Return each line of the records below that contains the word "matches".

○ ○ ○

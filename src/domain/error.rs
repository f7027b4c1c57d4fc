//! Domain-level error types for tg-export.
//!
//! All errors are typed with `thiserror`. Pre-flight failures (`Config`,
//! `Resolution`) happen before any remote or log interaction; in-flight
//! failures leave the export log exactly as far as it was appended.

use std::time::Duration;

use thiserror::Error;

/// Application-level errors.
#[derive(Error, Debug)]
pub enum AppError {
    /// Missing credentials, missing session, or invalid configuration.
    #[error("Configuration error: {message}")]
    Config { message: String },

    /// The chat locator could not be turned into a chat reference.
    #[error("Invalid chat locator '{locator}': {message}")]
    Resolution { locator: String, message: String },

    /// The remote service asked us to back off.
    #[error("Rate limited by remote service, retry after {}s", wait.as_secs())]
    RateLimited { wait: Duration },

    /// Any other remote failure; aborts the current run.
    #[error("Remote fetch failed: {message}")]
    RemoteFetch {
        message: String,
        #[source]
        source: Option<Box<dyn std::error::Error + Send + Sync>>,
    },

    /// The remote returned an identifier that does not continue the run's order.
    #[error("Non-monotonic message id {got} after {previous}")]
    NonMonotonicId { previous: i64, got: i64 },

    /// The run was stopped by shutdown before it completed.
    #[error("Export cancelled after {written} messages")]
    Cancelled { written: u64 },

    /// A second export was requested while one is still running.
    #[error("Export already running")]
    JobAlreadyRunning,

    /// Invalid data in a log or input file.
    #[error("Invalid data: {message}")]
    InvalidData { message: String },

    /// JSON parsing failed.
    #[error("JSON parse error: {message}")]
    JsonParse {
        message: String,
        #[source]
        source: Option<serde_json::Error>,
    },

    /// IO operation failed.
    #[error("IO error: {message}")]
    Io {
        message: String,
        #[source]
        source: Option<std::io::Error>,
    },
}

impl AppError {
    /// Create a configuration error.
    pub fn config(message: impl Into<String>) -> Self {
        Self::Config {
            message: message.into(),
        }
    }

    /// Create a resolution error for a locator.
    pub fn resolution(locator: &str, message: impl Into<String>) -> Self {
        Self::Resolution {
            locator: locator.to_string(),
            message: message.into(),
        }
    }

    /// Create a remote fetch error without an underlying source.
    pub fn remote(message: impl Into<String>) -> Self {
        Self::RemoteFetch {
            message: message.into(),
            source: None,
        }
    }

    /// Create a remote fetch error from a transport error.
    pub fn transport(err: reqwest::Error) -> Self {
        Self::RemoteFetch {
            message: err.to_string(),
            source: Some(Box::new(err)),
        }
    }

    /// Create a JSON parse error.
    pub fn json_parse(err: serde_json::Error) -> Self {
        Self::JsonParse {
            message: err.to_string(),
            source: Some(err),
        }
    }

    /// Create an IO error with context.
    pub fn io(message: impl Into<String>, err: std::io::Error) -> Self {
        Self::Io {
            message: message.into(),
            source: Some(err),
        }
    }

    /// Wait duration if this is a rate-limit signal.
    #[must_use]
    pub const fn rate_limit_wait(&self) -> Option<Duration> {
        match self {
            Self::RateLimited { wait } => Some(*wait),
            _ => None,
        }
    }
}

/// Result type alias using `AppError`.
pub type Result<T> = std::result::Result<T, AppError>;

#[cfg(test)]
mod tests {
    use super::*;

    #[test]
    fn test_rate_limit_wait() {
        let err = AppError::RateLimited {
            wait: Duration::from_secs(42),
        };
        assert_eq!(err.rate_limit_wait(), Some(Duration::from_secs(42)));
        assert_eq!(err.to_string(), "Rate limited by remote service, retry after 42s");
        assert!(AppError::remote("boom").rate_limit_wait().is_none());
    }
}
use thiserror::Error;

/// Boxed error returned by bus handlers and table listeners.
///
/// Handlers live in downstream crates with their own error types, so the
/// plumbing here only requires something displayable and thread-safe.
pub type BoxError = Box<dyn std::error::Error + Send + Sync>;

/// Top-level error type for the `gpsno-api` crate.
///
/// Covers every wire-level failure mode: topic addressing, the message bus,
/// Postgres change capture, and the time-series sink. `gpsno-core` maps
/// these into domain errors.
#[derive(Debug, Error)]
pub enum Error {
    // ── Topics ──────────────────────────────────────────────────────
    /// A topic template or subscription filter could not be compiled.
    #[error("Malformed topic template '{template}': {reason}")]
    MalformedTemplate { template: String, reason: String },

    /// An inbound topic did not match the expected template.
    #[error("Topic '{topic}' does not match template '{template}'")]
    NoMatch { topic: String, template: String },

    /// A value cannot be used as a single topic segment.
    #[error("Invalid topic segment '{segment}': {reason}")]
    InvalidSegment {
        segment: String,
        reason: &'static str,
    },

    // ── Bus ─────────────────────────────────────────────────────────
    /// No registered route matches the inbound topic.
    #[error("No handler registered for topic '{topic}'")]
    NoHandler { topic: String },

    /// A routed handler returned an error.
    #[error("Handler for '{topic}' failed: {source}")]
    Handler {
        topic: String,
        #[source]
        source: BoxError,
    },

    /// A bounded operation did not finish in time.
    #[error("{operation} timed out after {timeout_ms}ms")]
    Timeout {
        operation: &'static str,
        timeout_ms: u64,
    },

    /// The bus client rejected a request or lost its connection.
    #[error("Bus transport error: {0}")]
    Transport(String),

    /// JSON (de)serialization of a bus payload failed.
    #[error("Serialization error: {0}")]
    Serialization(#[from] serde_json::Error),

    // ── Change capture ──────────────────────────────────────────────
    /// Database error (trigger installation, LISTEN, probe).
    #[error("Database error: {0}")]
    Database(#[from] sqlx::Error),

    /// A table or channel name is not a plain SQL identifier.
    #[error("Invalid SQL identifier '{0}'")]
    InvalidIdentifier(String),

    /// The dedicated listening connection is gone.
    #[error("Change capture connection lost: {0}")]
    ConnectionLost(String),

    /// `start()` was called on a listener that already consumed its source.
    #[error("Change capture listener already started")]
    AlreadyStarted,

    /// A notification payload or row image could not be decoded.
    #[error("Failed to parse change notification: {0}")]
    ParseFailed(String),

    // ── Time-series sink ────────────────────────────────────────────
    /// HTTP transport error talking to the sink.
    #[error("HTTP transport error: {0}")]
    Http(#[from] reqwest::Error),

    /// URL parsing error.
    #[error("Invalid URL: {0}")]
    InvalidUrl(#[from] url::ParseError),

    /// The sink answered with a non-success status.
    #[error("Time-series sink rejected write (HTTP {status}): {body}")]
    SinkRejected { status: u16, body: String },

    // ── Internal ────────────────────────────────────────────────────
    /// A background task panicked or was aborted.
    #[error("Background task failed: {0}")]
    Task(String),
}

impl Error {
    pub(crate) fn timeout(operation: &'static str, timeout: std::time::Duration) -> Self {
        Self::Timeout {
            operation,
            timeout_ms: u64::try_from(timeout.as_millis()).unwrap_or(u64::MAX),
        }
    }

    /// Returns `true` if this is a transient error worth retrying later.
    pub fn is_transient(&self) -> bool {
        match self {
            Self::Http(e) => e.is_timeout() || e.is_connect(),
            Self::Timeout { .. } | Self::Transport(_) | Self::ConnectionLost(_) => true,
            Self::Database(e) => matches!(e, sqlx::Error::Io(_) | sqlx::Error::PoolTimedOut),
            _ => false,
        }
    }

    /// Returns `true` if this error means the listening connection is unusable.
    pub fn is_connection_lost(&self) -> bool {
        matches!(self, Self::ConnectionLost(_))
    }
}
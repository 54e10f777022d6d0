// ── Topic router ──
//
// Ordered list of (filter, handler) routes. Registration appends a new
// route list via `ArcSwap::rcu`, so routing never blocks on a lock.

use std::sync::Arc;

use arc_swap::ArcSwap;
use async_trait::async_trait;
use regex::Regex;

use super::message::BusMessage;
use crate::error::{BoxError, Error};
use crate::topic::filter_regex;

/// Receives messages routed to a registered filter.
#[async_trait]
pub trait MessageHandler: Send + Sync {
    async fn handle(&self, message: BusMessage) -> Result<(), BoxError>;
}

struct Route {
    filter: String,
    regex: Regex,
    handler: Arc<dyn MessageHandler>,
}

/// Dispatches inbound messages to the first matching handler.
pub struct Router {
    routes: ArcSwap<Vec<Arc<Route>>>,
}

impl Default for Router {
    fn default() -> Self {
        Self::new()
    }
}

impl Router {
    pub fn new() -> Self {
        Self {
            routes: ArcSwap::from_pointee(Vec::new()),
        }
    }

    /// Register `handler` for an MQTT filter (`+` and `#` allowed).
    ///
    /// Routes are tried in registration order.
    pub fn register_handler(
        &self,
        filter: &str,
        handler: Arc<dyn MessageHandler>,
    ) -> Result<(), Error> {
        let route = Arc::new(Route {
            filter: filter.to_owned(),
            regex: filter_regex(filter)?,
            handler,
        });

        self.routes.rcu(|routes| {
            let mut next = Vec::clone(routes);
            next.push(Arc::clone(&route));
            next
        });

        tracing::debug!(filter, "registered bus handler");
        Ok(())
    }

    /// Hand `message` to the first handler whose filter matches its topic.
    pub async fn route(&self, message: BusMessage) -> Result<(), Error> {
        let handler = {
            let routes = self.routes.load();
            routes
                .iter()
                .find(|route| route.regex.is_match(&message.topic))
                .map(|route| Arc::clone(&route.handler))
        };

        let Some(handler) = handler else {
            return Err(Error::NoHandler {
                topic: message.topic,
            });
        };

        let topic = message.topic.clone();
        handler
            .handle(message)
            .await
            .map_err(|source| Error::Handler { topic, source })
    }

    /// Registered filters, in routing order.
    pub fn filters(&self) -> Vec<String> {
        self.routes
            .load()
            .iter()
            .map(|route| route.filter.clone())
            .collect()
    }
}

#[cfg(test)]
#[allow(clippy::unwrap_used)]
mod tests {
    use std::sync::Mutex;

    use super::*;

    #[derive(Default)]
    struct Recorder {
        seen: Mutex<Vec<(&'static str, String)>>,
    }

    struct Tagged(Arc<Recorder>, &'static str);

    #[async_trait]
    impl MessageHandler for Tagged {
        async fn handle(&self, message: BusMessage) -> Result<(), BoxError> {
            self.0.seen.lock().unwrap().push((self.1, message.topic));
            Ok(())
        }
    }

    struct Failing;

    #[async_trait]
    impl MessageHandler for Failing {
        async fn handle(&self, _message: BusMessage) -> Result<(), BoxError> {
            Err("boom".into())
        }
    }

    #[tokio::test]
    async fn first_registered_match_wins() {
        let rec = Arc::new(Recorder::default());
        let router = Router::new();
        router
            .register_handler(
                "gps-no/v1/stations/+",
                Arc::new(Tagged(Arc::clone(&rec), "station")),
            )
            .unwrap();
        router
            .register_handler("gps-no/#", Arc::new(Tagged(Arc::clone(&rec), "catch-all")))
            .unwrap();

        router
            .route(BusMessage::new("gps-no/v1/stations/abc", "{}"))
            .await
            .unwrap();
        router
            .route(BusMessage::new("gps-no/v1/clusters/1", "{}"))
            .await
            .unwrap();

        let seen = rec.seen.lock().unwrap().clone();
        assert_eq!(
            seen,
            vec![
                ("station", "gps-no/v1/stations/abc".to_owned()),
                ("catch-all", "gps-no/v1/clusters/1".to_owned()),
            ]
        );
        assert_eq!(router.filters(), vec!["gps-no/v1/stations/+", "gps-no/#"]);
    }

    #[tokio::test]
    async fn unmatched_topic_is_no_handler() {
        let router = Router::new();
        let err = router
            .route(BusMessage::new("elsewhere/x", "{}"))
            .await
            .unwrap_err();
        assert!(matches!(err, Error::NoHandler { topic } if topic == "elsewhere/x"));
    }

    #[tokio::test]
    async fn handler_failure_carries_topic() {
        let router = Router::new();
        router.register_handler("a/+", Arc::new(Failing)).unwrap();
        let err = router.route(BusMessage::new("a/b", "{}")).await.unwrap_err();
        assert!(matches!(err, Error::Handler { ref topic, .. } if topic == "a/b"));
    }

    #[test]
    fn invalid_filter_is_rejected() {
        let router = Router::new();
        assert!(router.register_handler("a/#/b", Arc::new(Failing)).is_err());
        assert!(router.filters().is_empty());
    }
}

○ ○ ○

▶ THE COMPLETED TASK
    /// No registered route matches the inbound topic.
            Self::Database(e) => matches!(e, sqlx::Error::Io(_) | sqlx::Error::PoolTimedOut),
        matches!(self, Self::ConnectionLost(_))
    /// Hand `message` to the first handler whose filter matches its topic.
        assert!(matches!(err, Error::NoHandler { topic } if topic == "elsewhere/x"));
        assert!(matches!(err, Error::Handler { ref topic, .. } if topic == "a/b"));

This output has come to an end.